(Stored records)

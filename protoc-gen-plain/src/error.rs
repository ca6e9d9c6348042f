//! Error types for the Plain compiler
//!
//! `GeneratorError` covers the plugin surface, `BuildError` the IR builder and
//! `ConvertError` the reference converter.

use crate::collision::CollisionError;
use crate::ir::Diagnostic;

/// Error type for code generation
#[derive(Debug, thiserror::Error)]
pub enum GeneratorError {
    /// Code generation failed
    #[error("code generation error: {0}")]
    CodeGenError(String),

    /// Plugin parameter string could not be parsed
    #[error("invalid parameter: {0}")]
    Config(String),

    /// Failed to decode protobuf message
    #[error("decode error: {0}")]
    DecodeError(#[from] prost::DecodeError),

    /// Descriptors could not be loaded into a pool
    #[error("descriptor error: {0}")]
    Descriptor(#[from] prost_reflect::DescriptorError),

    /// IR construction failed
    #[error(transparent)]
    Build(#[from] BuildError),

    /// IR could not be serialized
    #[error("serialization error: {0}")]
    Json(#[from] serde_json::Error),
}

impl From<String> for GeneratorError {
    fn from(s: String) -> Self {
        GeneratorError::CodeGenError(s)
    }
}

/// Error returned when the IR cannot be built
#[derive(Debug, thiserror::Error)]
pub enum BuildError {
    /// Validation produced error-level diagnostics
    #[error("invalid options: {}", summarize(.0))]
    InvalidOptions(Vec<Diagnostic>),

    /// Final field numbers clash or are not usable
    #[error("invalid field numbers: {}", summarize(.0))]
    InvalidNumbers(Vec<Diagnostic>),

    /// Flattening produced a name clash that cannot be merged
    #[error(transparent)]
    Collision(#[from] CollisionError),
}

impl BuildError {
    /// Every diagnostic that explains this failure
    pub fn diagnostics(&self) -> Vec<Diagnostic> {
        match self {
            BuildError::InvalidOptions(diagnostics) | BuildError::InvalidNumbers(diagnostics) => {
                diagnostics.clone()
            }
            BuildError::Collision(err) => vec![err.to_diagnostic()],
        }
    }
}

fn summarize(diagnostics: &[Diagnostic]) -> String {
    diagnostics
        .iter()
        .filter(|d| d.is_error())
        .map(ToString::to_string)
        .collect::<Vec<_>>()
        .join("; ")
}

/// Boxed error returned by fallible casters
pub type CastError = Box<dyn std::error::Error + Send + Sync>;

/// Error returned by the fallible conversion variants
#[derive(Debug, thiserror::Error)]
pub enum ConvertError {
    /// No Plain counterpart is known for a message type
    #[error("no conversion registered for message {0}")]
    UnknownMessage(String),

    /// An overridden field has no caster
    #[error("missing caster for {message}.{field}")]
    MissingCaster {
        /// Plain message full name
        message: String,
        /// Plain field name
        field: String,
    },

    /// A caster failed
    #[error("caster for {field} failed: {source}")]
    Cast {
        /// Plain field name
        field: String,
        /// Error returned by the caster
        source: CastError,
    },

    /// A value does not fit the field it is written to
    #[error("value for {field} does not match the field type")]
    InvalidValue {
        /// Field name
        field: String,
    },

    /// A serialized payload could not be decoded
    #[error("failed to decode payload for {field}: {source}")]
    Payload {
        /// Plain field name
        field: String,
        /// Decode error
        source: prost::DecodeError,
    },

    /// The dispatch tag names a different variant than the populated one
    #[error("oneof {oneof}: discriminator selects {expected} but {found} is populated")]
    DispatchMismatch {
        /// Oneof name
        oneof: String,
        /// Variant selected by the tag
        expected: String,
        /// Variant whose fields hold values
        found: String,
    },

    /// Two members of a oneof inside an embedded message hold values
    #[error("oneof {oneof}: {found} conflicts with {existing}, which is already set")]
    MemberConflict {
        /// Oneof full name
        oneof: String,
        /// Member written first
        existing: String,
        /// Member that could not be written
        found: String,
    },

    /// A dispatch tag or discriminator names no variant
    #[error("oneof {oneof}: unknown discriminator {value}")]
    UnknownDiscriminator {
        /// Oneof name
        oneof: String,
        /// Offending tag
        value: String,
    },

    /// An enum name does not exist in the target enum
    #[error("unknown enum value {value} for {field}")]
    UnknownEnumValue {
        /// Plain field name
        field: String,
        /// Offending name
        value: String,
    },

    /// A value could not be written back through its path
    #[error("cannot write {field} through path {path}")]
    Unwritable {
        /// Plain field name
        field: String,
        /// Slash-joined path
        path: String,
    },
}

Exercise prompt ::
For each line in the data that contains the string "found", give a copy of that line.

Worked solution ::
    #[error("oneof {oneof}: discriminator selects {expected} but {found} is populated")]
        found: String,
    #[error("oneof {oneof}: {found} conflicts with {existing}, which is already set")]
        found: String,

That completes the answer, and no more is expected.